So Goes the Battle

Life is all conflict, like it or not. Gone are the days when we had to face the world, now it’s always other people who give trouble. With the previous sentence readers may notice how my own need for sovereignty, or freedom, or security, helps to set wars in motion. Is the term war an exaggeration in this context? I’m not really worse than anyone else, but I think it’s useful and accurate to see my private struggles in the light of world politics. Wars are nothing other than petty emotions inflated into mass delusions. In my view art is a kind of enlightenment, meaning freedom from mass delusion. But however much it turns away from the unnecessary violence of the human monkey, art is not exactly a moment of release from conflict—it might seem that way, but it actually includes conflict, allegorized as form. Individual paintings are battles with a humane resolution.

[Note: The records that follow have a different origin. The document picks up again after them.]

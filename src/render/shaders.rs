use bytemuck::{Pod, Zeroable};
use glam::{Mat3, Mat4};

use super::RecordedDraw;

pub const SHADOW_MAP_UNIFORM: &str = "uShadowMap";
pub const LIGHT_POSITION_UNIFORM: &str = "uLightPos";
pub const SHADOW_MATRIX_UNIFORM: &str = "uShadowMatrix";

/// Per-draw constants bound at `@group(0) @binding(0)` by every program.
#[repr(C)]
#[derive(Debug, Clone, Copy, PartialEq, Pod, Zeroable)]
pub(crate) struct DrawUniforms {
    model: [[f32; 4]; 4],
    view: [[f32; 4]; 4],
    projection: [[f32; 4]; 4],
    shadow_matrix: [[f32; 4]; 4],
    /// View-space normal matrix.
    normal: [[f32; 4]; 3],
    color: [f32; 4],
    /// View-space light position.
    light_position: [f32; 4],
}

impl DrawUniforms {
    pub(crate) fn from_draw(draw: &RecordedDraw) -> Self {
        let normal = Mat3::from_mat4(draw.model_view()).inverse().transpose();
        let shadow_matrix = draw
            .uniforms
            .mat4(SHADOW_MATRIX_UNIFORM)
            .unwrap_or(Mat4::IDENTITY);
        let light_position = draw.uniforms.vec3(LIGHT_POSITION_UNIFORM).unwrap_or_default();
        Self {
            model: draw.model.to_cols_array_2d(),
            view: draw.view.to_cols_array_2d(),
            projection: draw.projection.to_cols_array_2d(),
            shadow_matrix: shadow_matrix.to_cols_array_2d(),
            normal: mat3_to_3x4(normal),
            color: draw.color.to_vec3().extend(1.0).into(),
            light_position: light_position.extend(1.0).into(),
        }
    }
}

fn mat3_to_3x4(matrix: Mat3) -> [[f32; 4]; 3] {
    let cols = matrix.to_cols_array();
    [
        [cols[0], cols[1], cols[2], 0.0],
        [cols[3], cols[4], cols[5], 0.0],
        [cols[6], cols[7], cols[8], 0.0],
    ]
}

/// Flat-color program used for the depth pass.
pub(crate) const STOCK_SHADER: &str = r#"
struct DrawUniforms {
    model: mat4x4<f32>,
    view: mat4x4<f32>,
    projection: mat4x4<f32>,
    shadow_matrix: mat4x4<f32>,
    normal: mat3x4<f32>,
    color: vec4<f32>,
    light_position: vec4<f32>,
}

@group(0) @binding(0)
var<uniform> uniforms: DrawUniforms;

struct VertexInput {
    @location(0) position: vec3<f32>,
    @location(1) normal: vec3<f32>,
}

@vertex
fn vs_main(input: VertexInput) -> @builtin(position) vec4<f32> {
    return uniforms.projection * uniforms.view * uniforms.model * vec4<f32>(input.position, 1.0);
}

@fragment
fn fs_main() -> @location(0) vec4<f32> {
    return vec4<f32>(uniforms.color.rgb, 1.0);
}
"#;

#[cfg(test)]
mod tests {
    use super::*;
    use crate::render::{Batch, BatchId, Color, ProgramId, ProgramUniforms, TEXTURE_UNITS};
    use glam::Vec3;

    fn draw(model: Mat4, view: Mat4, uniforms: ProgramUniforms) -> RecordedDraw {
        RecordedDraw {
            batch: Batch {
                id: BatchId(0),
                program: ProgramId(0),
            },
            model,
            view,
            projection: Mat4::IDENTITY,
            color: Color::new(0.4, 0.6, 0.9),
            viewport: None,
            polygon_offset: None,
            textures: [None; TEXTURE_UNITS],
            uniforms,
        }
    }

    #[test]
    fn uniform_block_matches_wgsl_layout() {
        // 4 mat4x4 + mat3x4 + 2 vec4
        assert_eq!(std::mem::size_of::<DrawUniforms>(), 4 * 64 + 48 + 2 * 16);
    }

    #[test]
    fn missing_uniforms_fall_back_to_neutral_values() {
        let uniforms = DrawUniforms::from_draw(&draw(
            Mat4::IDENTITY,
            Mat4::IDENTITY,
            ProgramUniforms::default(),
        ));
        assert_eq!(uniforms.shadow_matrix, Mat4::IDENTITY.to_cols_array_2d());
        assert_eq!(uniforms.light_position, [0.0, 0.0, 0.0, 1.0]);
        assert_eq!(uniforms.color, [0.4, 0.6, 0.9, 1.0]);
    }

    #[test]
    fn normal_matrix_undoes_non_uniform_scale() {
        let model = Mat4::from_scale(Vec3::new(2.0, 1.0, 1.0));
        let uniforms =
            DrawUniforms::from_draw(&draw(model, Mat4::IDENTITY, ProgramUniforms::default()));
        assert_eq!(uniforms.normal[0], [0.5, 0.0, 0.0, 0.0]);
        assert_eq!(uniforms.normal[1], [0.0, 1.0, 0.0, 0.0]);
    }
}
use std::path::PathBuf;

use glam::Vec3;

use crate::input::KeyBindings;

/// Asset directory shipped next to the crate manifest.
pub const DEFAULT_ASSET_DIR: &str = concat!(env!("CARGO_MANIFEST_DIR"), "/assets");

/// Startup configuration for the demo.
#[derive(Debug, Clone, PartialEq)]
pub struct Settings {
    pub title: String,
    /// Initial window size in logical pixels.
    pub window_size: (u32, u32),
    /// Edge length of the square shadow map.
    pub shadow_map_size: u32,
    pub light_position: Vec3,
    pub key_bindings: KeyBindings,
    pub asset_dir: PathBuf,
    /// Use the reduced shader variant even when comparison sampling is available.
    pub force_reduced_shaders: bool,
}

impl Default for Settings {
    fn default() -> Self {
        Self {
            title: "Shadow Mapping Basic".to_string(),
            window_size: (1024, 768),
            shadow_map_size: 2048,
            light_position: Vec3::new(0.0, 5.0, 1.0),
            key_bindings: KeyBindings::default(),
            asset_dir: PathBuf::from(DEFAULT_ASSET_DIR),
            force_reduced_shaders: false,
        }
    }
}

I don’t do any fighting myself, that would be utter failure. In the case of my recent collages, the struggle is between two concepts of the picture. On one side is the stable, integrated whole, and when all the parts join hands they turn as one united organism and face the viewer. On the other side is a process in motion, traveling through the world, that just happens to enter the picture space at a moment when some transformation is underway. It’s heading off somewhere else so has turned or is turning its back. I’m like a referee; I try not to get in the way, and keep the game going until the winner is clear, but I have to admit that the former option is the stronger, and I wish it weren’t quite so. In this collage, and the earlier one, the big battalions have definitely won.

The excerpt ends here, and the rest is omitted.